23:57 Here comes Golden Silvers. The singer looks like he's just got out of bed and hasn't brushed his hair. I should know, that's been my style for 20 years. He looks a bit Marc Almond-ish.
23:58 Golden Silvers instantly forgettable. Save us, Regina.
00:00 Dead on the witching hour, here comes Ree-gy-na / Ree-gee-na. Ah, balls, she's doing "Blue Lips", this one is just too damn slow. Shame, I'm a sucker for a female vocalist. Which reminds me:
"Pop star Sophie Ellis-Bextor has been found dead in the hotel room of a French international footballer. The police officer leading the investigation believe it to be a case of murder on Zidane's floor."
Oh, fuck off.
00:03 Another one from The Pretenders, before Paul Jones has even done one. Way to go, Jools! To be fair, we all know it's going to be Doo Wah Diddy.
00:07 And now Kasabian again. Is Paul Jones just there to make the tea? Hmm, "Fast Fuse" - I quite like this one, but, again, it's all just so flipping same-y from them.
00:12 Chat with Paul Jones! At the piano! This will be cringe-worthy!
00:13 The Manfreds are still going? Jeez.
00:16 Chat with Paul Jones wasn't too bad, although I'm 99% certain Paul was wearing a wig. On we go, back to Mr Maal, doing some rubbish in a different language. They come over here, nicking our jobs, can't speak proper...
00:19 There is a fly on my screen. In other news, I'm not being funny, but this is utter, utter shit. Please clear off, Baaba.
00:21 Paul Jones singing? Check. Jools doing "boogie woogie" on piano? Check. Song named after a Harry Potter book? Check. It's Paul Jones with 'Philosopher's Stone'!
00:22 It's my favourite of the evening so far, although that's not saying much.
00:25 The Hynoptic Brass Ensemble is my cue for a toilet break. STOP MOVING ABOUT WHEN PLAYING INSTRUMENTS! Jesus. The bathroom is next door to my room, but I'll try and find a way to kill myself on the way there. If I don't update after this, someone phone the police.

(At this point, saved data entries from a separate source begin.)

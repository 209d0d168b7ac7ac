//! Upload bookkeeping shared between the caller and the upload worker.
//!
//! Counters live in a `watch` channel so readers get a consistent copy and
//! `finish()` can wait for `pending` to reach zero without polling. Every
//! counter update happens inside one `send_modify`, which keeps
//! `total == successful + failed + pending` true at every observable instant.
//!
//! The ledger also owns every job that is still pending, keyed by its
//! idempotency key. A result only counts if the ledger still owns the job,
//! so results for jobs that were abandoned at shutdown or belong to a run
//! that has since been reset are dropped.

use std::sync::{Arc, Mutex, MutexGuard, PoisonError};

use chrono::{DateTime, Local};
use serde::{Deserialize, Serialize};
use serde_json::{Map, Value};
use tokio::sync::watch;
use uuid::Uuid;

use crate::types::UploadJob;

/// Counters for the current run.
#[derive(Debug, Clone, Copy, Default, PartialEq, Eq, Serialize, Deserialize)]
pub struct UploadStats {
    pub total: u64,
    pub successful: u64,
    pub failed: u64,
    /// Enqueued but not yet finished (queued or in flight).
    pub pending: u64,
}

impl UploadStats {
    pub fn is_consistent(&self) -> bool {
        self.total == self.successful + self.failed + self.pending
    }
}

/// A job that reached the failed state, kept for inspection and manual retry.
#[derive(Debug, Clone)]
pub struct FailedUpload {
    pub job: UploadJob,
    pub error: String,
    pub status: Option<u16>,
    pub attempts: u32,
    pub failed_at: DateTime<Local>,
}

impl FailedUpload {
    pub fn new(job: UploadJob, error: impl Into<String>, status: Option<u16>, attempts: u32) -> Self {
        Self {
            job,
            error: error.into(),
            status,
            attempts,
            failed_at: Local::now(),
        }
    }

    /// The serializable view written to the failed-uploads file.
    pub fn to_record(&self) -> FailedUploadRecord {
        FailedUploadRecord {
            measurement_data: FailedMeasurementData {
                mask_id: self.job.mask_id,
                run_name: self.job.run_name.clone(),
                device_name: self.job.device_name.clone(),
                test_meta: self.job.test_meta.clone(),
                timestamp: self.job.timestamp.clone(),
                idempotency_key: self.job.idempotency_key,
            },
            error: self.error.clone(),
            status: self.status,
            attempts: self.attempts,
            timestamp: self.failed_at.to_rfc3339(),
        }
    }
}

/// One entry of a persisted failed-uploads file.
#[derive(Debug, Clone, PartialEq, Serialize, Deserialize)]
pub struct FailedUploadRecord {
    pub measurement_data: FailedMeasurementData,
    pub error: String,
    pub status: Option<u16>,
    pub attempts: u32,
    pub timestamp: String,
}

#[derive(Debug, Clone, PartialEq, Serialize, Deserialize)]
pub struct FailedMeasurementData {
    pub mask_id: i64,
    pub run_name: String,
    pub device_name: String,
    pub test_meta: Map<String, Value>,
    pub timestamp: Option<String>,
    pub idempotency_key: Uuid,
}

#[derive(Default)]
struct JobBook {
    outstanding: Vec<UploadJob>,
    failed: Vec<FailedUpload>,
}

impl JobBook {
    fn claim(&mut self, key: Uuid) -> Option<UploadJob> {
        let index = self
            .outstanding
            .iter()
            .position(|job| job.idempotency_key == key)?;
        Some(self.outstanding.remove(index))
    }
}

/// Shared statistics and failed-upload list. Cloning shares state.
#[derive(Clone)]
pub struct UploadLedger {
    stats: Arc<watch::Sender<UploadStats>>,
    book: Arc<Mutex<JobBook>>,
}

impl Default for UploadLedger {
    fn default() -> Self {
        Self::new()
    }
}

impl UploadLedger {
    pub fn new() -> Self {
        let (stats, _) = watch::channel(UploadStats::default());
        Self {
            stats: Arc::new(stats),
            book: Arc::new(Mutex::new(JobBook::default())),
        }
    }

    fn book(&self) -> MutexGuard<'_, JobBook> {
        self.book.lock().unwrap_or_else(PoisonError::into_inner)
    }

    /// A consistent copy of the counters.
    pub fn snapshot(&self) -> UploadStats {
        *self.stats.borrow()
    }

    /// Take ownership of a job about to be queued.
    pub fn record_enqueued(&self, job: &UploadJob) {
        let mut book = self.book();
        book.outstanding.push(job.clone());
        self.stats.send_modify(|s| {
            s.total += 1;
            s.pending += 1;
        });
    }

    /// Mark the job with `key` uploaded. Returns false if the ledger no
    /// longer owns it.
    pub fn record_success(&self, key: Uuid) -> bool {
        let mut book = self.book();
        if book.claim(key).is_none() {
            return false;
        }
        self.stats.send_modify(|s| {
            s.pending -= 1;
            s.successful += 1;
        });
        true
    }

    /// Mark a job failed. Returns false if the ledger no longer owns it.
    pub fn record_failure(&self, failure: FailedUpload) -> bool {
        let mut book = self.book();
        if book.claim(failure.job.idempotency_key).is_none() {
            return false;
        }
        book.failed.push(failure);
        self.stats.send_modify(|s| {
            s.pending -= 1;
            s.failed += 1;
        });
        true
    }

    /// Fail every job that is still pending, queued or in flight, with
    /// `error`. Later results for those jobs are ignored.
    pub fn abandon_pending(&self, error: &str) -> usize {
        let mut book = self.book();
        let abandoned = std::mem::take(&mut book.outstanding);
        let count = abandoned.len();
        book.failed.extend(
            abandoned
                .into_iter()
                .map(|job| FailedUpload::new(job, error, None, 0)),
        );
        self.stats.send_modify(|s| {
            s.pending -= count as u64;
            s.failed += count as u64;
        });
        count
    }

    /// Move `count` previously failed jobs to the successful column.
    pub fn record_recovered(&self, count: u64) {
        self.stats.send_modify(|s| {
            let moved = count.min(s.failed);
            s.failed -= moved;
            s.successful += moved;
        });
    }

    pub fn failed_uploads(&self) -> Vec<FailedUpload> {
        self.book().failed.clone()
    }

    pub fn failed_count(&self) -> usize {
        self.book().failed.len()
    }

    /// Remove and return every failed upload.
    pub fn take_failed(&self) -> Vec<FailedUpload> {
        std::mem::take(&mut self.book().failed)
    }

    /// Put failures back ahead of any recorded since they were taken.
    pub fn restore_failed(&self, mut remaining: Vec<FailedUpload>) {
        let mut book = self.book();
        remaining.append(&mut book.failed);
        book.failed = remaining;
    }

    /// Clear counters, pending jobs and the failed list for a new run.
    pub fn reset(&self) {
        let mut book = self.book();
        book.outstanding.clear();
        book.failed.clear();
        self.stats.send_replace(UploadStats::default());
    }

    /// Wait until every enqueued job has reached a terminal state.
    pub async fn wait_until_drained(&self) {
        let mut rx = self.stats.subscribe();
        // The sender lives as long as `self`, so this only returns once drained.
        let _ = rx.wait_for(|s| s.pending == 0).await;
    }
}

#[cfg(test)]
mod tests {
    use super::*;
    use crate::types::{DiePosition, Measurement, RawDataFile, RunConfig};
    use proptest::prelude::*;
    use std::time::Duration;

    fn job(device: &str) -> UploadJob {
        let run = RunConfig::new(1, "R1");
        let measurement = Measurement::new(device, 1.0, 1.0, 1.0);
        UploadJob::new(&run, &measurement, DiePosition::default(), RawDataFile::Missing)
    }

    fn failure_of(job: UploadJob) -> FailedUpload {
        FailedUpload::new(job, "HTTP 404", Some(404), 1)
    }

    fn enqueued(ledger: &UploadLedger, device: &str) -> UploadJob {
        let job = job(device);
        ledger.record_enqueued(&job);
        job
    }

    #[test]
    fn test_counters() {
        let ledger = UploadLedger::new();
        let first = enqueued(&ledger, "L1");
        let second = enqueued(&ledger, "L2");
        enqueued(&ledger, "L3");
        assert!(ledger.record_success(first.idempotency_key));
        assert!(ledger.record_failure(failure_of(second)));

        let stats = ledger.snapshot();
        assert_eq!(
            stats,
            UploadStats {
                total: 3,
                successful: 1,
                failed: 1,
                pending: 1
            }
        );
        assert!(stats.is_consistent());
        assert_eq!(ledger.failed_count(), 1);
    }

    #[test]
    fn test_results_count_once() {
        let ledger = UploadLedger::new();
        let job = enqueued(&ledger, "L1");

        assert!(ledger.record_success(job.idempotency_key));
        assert!(!ledger.record_success(job.idempotency_key));
        assert!(!ledger.record_failure(failure_of(job)));

        assert_eq!(ledger.snapshot().successful, 1);
        assert_eq!(ledger.failed_count(), 0);
    }

    #[test]
    fn test_abandon_pending_fails_outstanding_jobs() {
        let ledger = UploadLedger::new();
        let done = enqueued(&ledger, "L1");
        let in_flight = enqueued(&ledger, "L2");
        enqueued(&ledger, "L3");
        ledger.record_success(done.idempotency_key);

        assert_eq!(ledger.abandon_pending("abandoned"), 2);

        let stats = ledger.snapshot();
        assert_eq!((stats.successful, stats.failed, stats.pending), (1, 2, 0));
        let devices: Vec<String> = ledger
            .failed_uploads()
            .into_iter()
            .map(|f| f.job.device_name)
            .collect();
        assert_eq!(devices, vec!["L2", "L3"]);

        // The worker finishing the abandoned job later changes nothing.
        assert!(!ledger.record_failure(failure_of(in_flight)));
        assert_eq!(ledger.failed_count(), 2);
        assert_eq!(ledger.snapshot().failed, 2);
    }

    #[test]
    fn test_results_from_before_reset_are_ignored() {
        let ledger = UploadLedger::new();
        let stale_ok = enqueued(&ledger, "old-1");
        let stale_err = enqueued(&ledger, "old-2");
        ledger.reset();

        let current = enqueued(&ledger, "new");
        assert!(!ledger.record_success(stale_ok.idempotency_key));
        assert!(!ledger.record_failure(failure_of(stale_err)));

        let stats = ledger.snapshot();
        assert_eq!((stats.total, stats.pending, stats.failed), (1, 1, 0));
        assert_eq!(ledger.failed_count(), 0);
        assert!(ledger.record_success(current.idempotency_key));
    }

    #[test]
    fn test_take_and_restore_keeps_order() {
        let ledger = UploadLedger::new();
        for device in ["A", "B"] {
            let job = enqueued(&ledger, device);
            ledger.record_failure(failure_of(job));
        }

        let taken = ledger.take_failed();
        assert_eq!(ledger.failed_count(), 0);

        let job = enqueued(&ledger, "C");
        ledger.record_failure(failure_of(job));
        ledger.restore_failed(taken);

        let devices: Vec<String> = ledger
            .failed_uploads()
            .into_iter()
            .map(|f| f.job.device_name)
            .collect();
        assert_eq!(devices, vec!["A", "B", "C"]);
    }

    #[test]
    fn test_recovered_and_reset() {
        let ledger = UploadLedger::new();
        let job = enqueued(&ledger, "L1");
        ledger.record_failure(failure_of(job));
        ledger.record_recovered(5);

        let stats = ledger.snapshot();
        assert_eq!((stats.successful, stats.failed), (1, 0));
        assert!(stats.is_consistent());

        ledger.reset();
        assert_eq!(ledger.snapshot(), UploadStats::default());
        assert_eq!(ledger.failed_count(), 0);
    }

    #[test]
    fn test_failed_record_shape() {
        let record = failure_of(job("L7")).to_record();
        let json = serde_json::to_value(&record).unwrap();
        assert_eq!(json["measurement_data"]["device_name"], "L7");
        assert_eq!(json["measurement_data"]["run_name"], "R1");
        assert_eq!(json["status"], 404);
        assert_eq!(json["error"], "HTTP 404");
    }

    #[tokio::test]
    async fn test_wait_until_drained() {
        let ledger = UploadLedger::new();
        ledger.wait_until_drained().await;

        let first = enqueued(&ledger, "L1");
        let second = enqueued(&ledger, "L2");

        let worker = ledger.clone();
        tokio::spawn(async move {
            tokio::time::sleep(Duration::from_millis(20)).await;
            worker.record_success(first.idempotency_key);
            tokio::time::sleep(Duration::from_millis(20)).await;
            worker.record_failure(failure_of(second));
        });

        tokio::time::timeout(Duration::from_secs(5), ledger.wait_until_drained())
            .await
            .expect("ledger should drain");
        assert_eq!(ledger.snapshot().pending, 0);
    }

    #[derive(Debug, Clone)]
    enum Op {
        Enqueue,
        Succeed,
        Fail,
        Stale,
        Retry(usize),
        Abandon,
    }

    fn op_strategy() -> impl Strategy<Value = Op> {
        prop_oneof![
            4 => Just(Op::Enqueue),
            2 => Just(Op::Succeed),
            2 => Just(Op::Fail),
            1 => Just(Op::Stale),
            1 => (0usize..4).prop_map(Op::Retry),
            1 => Just(Op::Abandon),
        ]
    }

    proptest! {
        #[test]
        fn prop_totals_always_balance(ops in prop::collection::vec(op_strategy(), 0..200)) {
            let ledger = UploadLedger::new();
            let mut queued: Vec<UploadJob> = Vec::new();
            for op in ops {
                match op {
                    Op::Enqueue => queued.push(enqueued(&ledger, "P")),
                    Op::Succeed => {
                        if !queued.is_empty() {
                            let job = queued.remove(0);
                            ledger.record_success(job.idempotency_key);
                        }
                    }
                    Op::Fail => {
                        if !queued.is_empty() {
                            let job = queued.remove(0);
                            ledger.record_failure(failure_of(job));
                        }
                    }
                    Op::Stale => {
                        prop_assert!(!ledger.record_failure(failure_of(job("stale"))));
                    }
                    Op::Retry(recovered) => {
                        let mut failures = ledger.take_failed();
                        let recovered = recovered.min(failures.len());
                        let remaining = failures.split_off(recovered);
                        ledger.record_recovered(recovered as u64);
                        ledger.restore_failed(remaining);
                    }
                    Op::Abandon => {
                        ledger.abandon_pending("abandoned");
                    }
                }
                let stats = ledger.snapshot();
                prop_assert!(stats.is_consistent());
                prop_assert_eq!(stats.failed, ledger.failed_count() as u64);
            }
        }
    }
}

00:32 I'm back! Sadly. Ooh, The Pretenders with "Brass in Pocket"!!! I love this! My highlight of this horrible show. Says it all really. I'll boogie along to this for a bit.
00:36 We're ending how we began, with Kasabian. I shan't comment on the song, it will just be the same as all of their others. So instead, it's the end of this live-blog, and it's the end of the series. I would like to thank Merciless Public, for a) staying up with me throughout this madness, and going off and researching things when I bark at him over MSN, and b) for stepping into the breach 2 weeks ago when I was ill.
What have we learnt from all this madness? Well, no-one can argue that the show isn't diverse - every week, Jools wheels out bands/artists to satisfy all tastes. He could do with sharpening up his interviewing, some of his questions are ghastly. But overall, it's not a bad show. I love the studio they're in, I love the celeb spotting in the audience (Merciless Public tells me David Blunkett and dog are there tonight, but I missed him. Honestly, I'm as blind as a Blunkett) and I enjoy Jools - if nothing else, he's enthusiastic. Next series starts in September.
Time for me to read through this, spell check, add labels, and wish you a goodnight, and a good weekend!
00:47 Turns out Merciless Public was lying about David Blunkett being there. I take back all the thanks. Next series, I'll get The Plashing Vole to step into the breach if needed.
I'm not exactly sure that I'm pleased with being compared to Jools during one of his terrible interviews.